If there's nothing to "get" since these late quartets are so "simple, not difficult" and "not ahead of their time," I must wonder why the OP framed the question "Do we, even today, truly "get" these quartets..." These seem to be opposing views. Perhaps the OP has bought-in to that very myth.


----------



## starry (Jun 2, 2009)

Everything it seems to me is of its time inescapably, unless Beethoven had a time travel machine we aren't aware of.


----------



## Ukko (Jun 4, 2010)

starry said:


> Everything it seems to me is of its time inescapably, unless Beethoven had a time travel machine we aren't aware of.

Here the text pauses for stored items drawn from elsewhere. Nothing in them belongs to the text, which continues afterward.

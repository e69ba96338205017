//! Natural cubic spline interpolation.
//!
//! The spline is stored in Hermite form: node values `yᵢ` and node slopes
//! `tᵢ`.  On `[xᵢ, xᵢ₊₁]`, with `dx = x - xᵢ`,
//!
//!   `f(x) = yᵢ + dx·(aᵢ + dx·(bᵢ + dx·cᵢ))`
//!
//! where `aᵢ = tᵢ`, `bᵢ = (3sᵢ − tᵢ₊₁ − 2tᵢ)/hᵢ`, `cᵢ = (tᵢ₊₁ + tᵢ − 2sᵢ)/hᵢ²`
//! and `sᵢ` is the secant slope.  Slopes come from the natural end
//! condition (zero curvature at both ends), so continuing the spline
//! linearly beyond the nodes keeps it C².

use lv_core::{errors::Result, Real};

use super::{check_nodes, locate, Interpolation1D};
use crate::tridiagonal::solve_tridiagonal;

/// Node slopes of the natural cubic spline through `(xs, ys)`.
///
/// `xs` must be strictly increasing with at least 2 points; two points give
/// the straight line.
pub(crate) fn natural_slopes(xs: &[Real], ys: &[Real]) -> Vec<Real> {
    let n = xs.len();
    let h: Vec<Real> = xs.windows(2).map(|w| w[1] - w[0]).collect();
    let s: Vec<Real> = (0..n - 1).map(|i| (ys[i + 1] - ys[i]) / h[i]).collect();
    if n == 2 {
        return vec![s[0], s[0]];
    }

    // Interior curvatures M₁..Mₙ₋₂; M₀ = Mₙ₋₁ = 0.
    let m = n - 2;
    let mut lower = vec![0.0; m];
    let mut diag = vec![0.0; m];
    let mut upper = vec![0.0; m];
    let mut rhs = vec![0.0; m];
    for r in 0..m {
        let i = r + 1;
        lower[r] = h[i - 1];
        diag[r] = 2.0 * (h[i - 1] + h[i]);
        upper[r] = h[i];
        rhs[r] = 6.0 * (s[i] - s[i - 1]);
    }
    let interior = solve_tridiagonal(&lower, &diag, &upper, &rhs);

    let mut curv = vec![0.0; n];
    curv[1..n - 1].copy_from_slice(&interior);

    let mut ts = Vec::with_capacity(n);
    for i in 0..n - 1 {
        ts.push(s[i] - h[i] * (2.0 * curv[i] + curv[i + 1]) / 6.0);
    }
    ts.push(s[n - 2] + h[n - 2] * (curv[n - 2] + 2.0 * curv[n - 1]) / 6.0);
    ts
}

/// Value, first and second derivative of a Hermite cubic at `x`, continued
/// linearly outside the node range.
pub(crate) fn hermite_eval(xs: &[Real], ys: &[Real], ts: &[Real], x: Real) -> (Real, Real, Real) {
    let n = xs.len();
    if x < xs[0] {
        return (ys[0] + ts[0] * (x - xs[0]), ts[0], 0.0);
    }
    if x > xs[n - 1] {
        return (ys[n - 1] + ts[n - 1] * (x - xs[n - 1]), ts[n - 1], 0.0);
    }
    let i = locate(xs, x);
    let h = xs[i + 1] - xs[i];
    let s = (ys[i + 1] - ys[i]) / h;
    let a = ts[i];
    let b = (3.0 * s - ts[i + 1] - 2.0 * ts[i]) / h;
    let c = (ts[i + 1] + ts[i] - 2.0 * s) / (h * h);
    let dx = x - xs[i];
    (
        ys[i] + dx * (a + dx * (b + dx * c)),
        a + dx * (2.0 * b + 3.0 * c * dx),
        2.0 * b + 6.0 * c * dx,
    )
}

/// Natural cubic spline (zero second derivative at both ends).
#[derive(Debug, Clone)]
pub struct CubicNaturalSpline {
    xs: Vec<Real>,
    ys: Vec<Real>,
    ts: Vec<Real>,
}

impl CubicNaturalSpline {
    /// Build a natural cubic spline through `(xs, ys)`.
    ///
    /// Requires at least 2 points and strictly increasing `xs`.
    pub fn new(xs: &[Real], ys: &[Real]) -> Result<Self> {
        check_nodes(xs, ys, 2)?;
        Ok(Self {
            ts: natural_slopes(xs, ys),
            xs: xs.to_vec(),
            ys: ys.to_vec(),
        })
    }

    /// Value and first derivative at `x` in one pass.
    pub fn value_and_derivative(&self, x: Real) -> (Real, Real) {
        let (v, d, _) = hermite_eval(&self.xs, &self.ys, &self.ts, x);
        (v, d)
    }

    /// Node abscissas.
    pub fn xs(&self) -> &[Real] {
        &self.xs
    }

    /// Node values.
    pub fn ys(&self) -> &[Real] {
        &self.ys
    }
}

impl Interpolation1D for CubicNaturalSpline {
    fn x_min(&self) -> Real {
        self.xs[0]
    }

    fn x_max(&self) -> Real {
        self.xs[self.xs.len() - 1]
    }

    fn operator(&self, x: Real) -> Real {
        hermite_eval(&self.xs, &self.ys, &self.ts, x).0
    }

    fn derivative(&self, x: Real) -> Real {
        hermite_eval(&self.xs, &self.ys, &self.ts, x).1
    }

    fn second_derivative(&self, x: Real) -> Real {
        hermite_eval(&self.xs, &self.ys, &self.ts, x).2
    }
}
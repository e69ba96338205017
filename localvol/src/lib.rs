//! # localvol
//!
//! Dupire local-volatility calibration and Monte Carlo pricing of European
//! equity options.
//!
//! This crate is a **façade** that re-exports the public items of the
//! `lv-*` workspace crates.  The pipeline runs one way:
//!
//! ```text
//! MarketData → VarianceSurface → LocalVolatilityField → PathSimulator → DupirePricer
//! ```
//!
//! ## Quick start
//!
//! ```rust
//! use std::sync::Arc;
//! use localvol::prelude::*;
//!
//! let strikes: Vec<f64> = (0..9).map(|i| 60.0 + 10.0 * i as f64).collect();
//! let grid = ImpliedVolatilityGrid::new(&[0.5, 1.0, 2.0], &strikes, &vec![vec![0.2; 9]; 3])?;
//! let market = Arc::new(MarketData::with_flat_curves(100.0, 0.01, 0.0, grid)?);
//!
//! let calibration = DupireCalibrator::new(Arc::clone(&market)).calibrate()?;
//! assert!((calibration.local_vol.local_vol(100.0, 1.0) - 0.2).abs() < 1e-3);
//!
//! let pricer = DupirePricer::new(&market, &calibration.local_vol);
//! let price = pricer.price_european_call(100.0, 1.0, 2_000, 20, 42)?;
//! assert!(price > 0.0);
//! # Ok::<(), localvol::core::Error>(())
//! ```
//!
//! ## Diagnostics
//!
//! The library logs through `tracing` and never installs a subscriber.
//! Clamp activations are `trace` events, arbitrage found at calibration and
//! clamping during pricing are `warn` events.

#![warn(missing_docs)]
#![forbid(unsafe_code)]

/// Core types, errors, clamp diagnostics and settings.
pub use lv_core as core;

/// Interpolation, splines, distributions, RNG streams and statistics.
pub use lv_math as math;

/// Curves, implied-vol grid, market data, variance and local vol surfaces.
pub use lv_termstructures as termstructures;

/// Monte Carlo path simulation.
pub use lv_methods as methods;

/// Pricing engines.
pub use lv_pricingengines as pricingengines;

/// The types needed to calibrate and price, in one import.
pub mod prelude {
    pub use lv_core::{ClampStats, Error, McSettings, Result, Settings};
    pub use lv_methods::{PathEnsemble, PathSimulator};
    pub use lv_pricingengines::{black_scholes_price, DupirePricer, McResult, OptionType};
    pub use lv_termstructures::{
        Calibration, CurveExtrapolation, DupireCalibrator, DupireDenominator, FlatCurve,
        ImpliedVolatilityGrid, InterpolatedCurve, LocalVolatilityField, MarketData,
        TermStructure, VarianceSurface,
    };
}
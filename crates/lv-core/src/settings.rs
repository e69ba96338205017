//! Numerical and Monte Carlo settings.
//!
//! [`Settings`] gathers the knobs of one calibration + pricing session: the
//! Dupire finite-difference step and denominator floor, and the default
//! Monte Carlo configuration ([`McSettings`]).  Settings are plain values
//! passed to the objects that need them; there is no process-wide instance.
//!
//! With the `serde` feature the structs can be read from TOML:
//!
//! ```toml
//! fd_step = 1e-4
//! denominator_floor = 1e-6
//!
//! [monte_carlo]
//! n_paths = 200000
//! n_steps = 200
//! seed = 42
//! ```

use crate::errors::{Error, Result};
use crate::{Real, Size};

/// Default step `δ` of the centred log-moneyness difference.
pub const DEFAULT_FD_STEP: Real = 1e-4;

/// Default floor applied to the Dupire denominator.
pub const DEFAULT_DENOMINATOR_FLOOR: Real = 1e-6;

/// Default number of paths simulated by one worker batch.
pub const DEFAULT_BATCH_SIZE: Size = 4096;

/// Monte Carlo configuration.
#[derive(Debug, Clone, PartialEq)]
#[cfg_attr(feature = "serde", derive(serde::Serialize, serde::Deserialize))]
#[cfg_attr(feature = "serde", serde(default))]
pub struct McSettings {
    /// Number of simulated paths.
    pub n_paths: Size,
    /// Number of time steps per path.
    pub n_steps: Size,
    /// Seed of the random stream.
    pub seed: u64,
    /// Paths per batch; each batch owns an independently seeded generator.
    pub batch_size: Size,
    /// Distribute batches over the rayon thread pool.
    pub parallel: bool,
}

impl Default for McSettings {
    fn default() -> Self {
        Self {
            n_paths: 100_000,
            n_steps: 200,
            seed: 42,
            batch_size: DEFAULT_BATCH_SIZE,
            parallel: false,
        }
    }
}

impl McSettings {
    /// Settings with the given path/step counts and seed, other fields
    /// defaulted.
    pub fn new(n_paths: Size, n_steps: Size, seed: u64) -> Self {
        Self {
            n_paths,
            n_steps,
            seed,
            ..Self::default()
        }
    }

    /// Enable or disable batch parallelism.
    pub fn with_parallel(mut self, parallel: bool) -> Self {
        self.parallel = parallel;
        self
    }

    /// Set the batch size.
    pub fn with_batch_size(mut self, batch_size: Size) -> Self {
        self.batch_size = batch_size;
        self
    }

    /// Check the counts are usable.
    pub fn validate(&self) -> Result<()> {
        if self.n_paths == 0 {
            return Err(Error::InvalidArgument("n_paths must be at least 1".into()));
        }
        if self.n_steps == 0 {
            return Err(Error::InvalidArgument("n_steps must be at least 1".into()));
        }
        if self.batch_size == 0 {
            return Err(Error::InvalidArgument(
                "batch_size must be at least 1".into(),
            ));
        }
        Ok(())
    }
}

/// Session settings.
#[derive(Debug, Clone, PartialEq)]
#[cfg_attr(feature = "serde", derive(serde::Serialize, serde::Deserialize))]
#[cfg_attr(feature = "serde", serde(default))]
pub struct Settings {
    /// Step `δ` of the centred second difference in log-moneyness.
    pub fd_step: Real,
    /// Floor `eps` of the Dupire denominator (and of the total variance).
    pub denominator_floor: Real,
    /// Monte Carlo defaults.
    pub monte_carlo: McSettings,
}

impl Default for Settings {
    fn default() -> Self {
        Self {
            fd_step: DEFAULT_FD_STEP,
            denominator_floor: DEFAULT_DENOMINATOR_FLOOR,
            monte_carlo: McSettings::default(),
        }
    }
}

impl Settings {
    /// Check every field is usable.
    pub fn validate(&self) -> Result<()> {
        if !(self.fd_step.is_finite() && self.fd_step > 0.0) {
            return Err(Error::Config(format!(
                "fd_step must be positive and finite, got {}",
                self.fd_step
            )));
        }
        if !(self.denominator_floor.is_finite() && self.denominator_floor > 0.0) {
            return Err(Error::Config(format!(
                "denominator_floor must be positive and finite, got {}",
                self.denominator_floor
            )));
        }
        self.monte_carlo
            .validate()
            .map_err(|e| Error::Config(e.to_string()))
    }

    /// Parse and validate settings from a TOML document.  Missing fields take
    /// their default values.
    #[cfg(feature = "serde")]
    pub fn from_toml_str(s: &str) -> Result<Self> {
        let settings: Settings = toml::from_str(s).map_err(|e| Error::Config(e.to_string()))?;
        settings.validate()?;
        Ok(settings)
    }
}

The 'public' is always ready to take the easy way. Rossini's music charmed the public, Beethoven's mostly did not. That situation always exists, at least that seems to be one cornerstone in _some guy_'s perennial argument.


----------



## starry (Jun 2, 2009)

Well yeh, but you can't expect to please everyone. Some DID appreciate Beethoven's late works at the time.


----------



## KenOC (Mar 7, 2011)

millionrainbows said:


> Here's the context of that quote, from the SA-CD.net site:...


Don't think so. Since Shaw was three years old when Spohr died, I doubt they ever had a serious conversation about late Beethoven!

The Shaw quote is from one of the essays he wrote as a music critic. I think it can be found in "Bombardments," an excellent anthology of his music writings.


----------



## KenOC (Mar 7, 2011)

Hilltroll72 said:


> The 'public' is always ready to take the easy way. Rossini's music charmed the public, Beethoven's mostly did not. That situation always exists, at least that seems to be one cornerstone in _some guy_'s perennial argument.


Speaking of millions's "myths," Beethoven was very popular indeed in the 1820s. Publishers bid against one another for the late quartets and paid top ducat. Why? Because Beethoven could move a lot of sheet music. The amateur market of the day was extensive, enthusiastic, obviously not easily daunted, and always wanting the newest and most exciting thing.

There's a great passage in Cooper about this with a lot of detail. I'll repost it if anybody's interested.


----------



## Mahlerian (Nov 27, 2012)

KenOC said:


> Speaking of millions's "myths," Beethoven was very popular indeed in the 1820s. Publishers bid against one another for the late quartets and paid top ducat. Why? Because Beethoven could move a lot of sheet music. The amateur market of the day was extensive, enthusiastic, obviously not easily daunted, and always wanting the newest and most exciting thing.
> 
> There's a great passage in Cooper about this with a lot of detail. I'll repost it if anybody's interested.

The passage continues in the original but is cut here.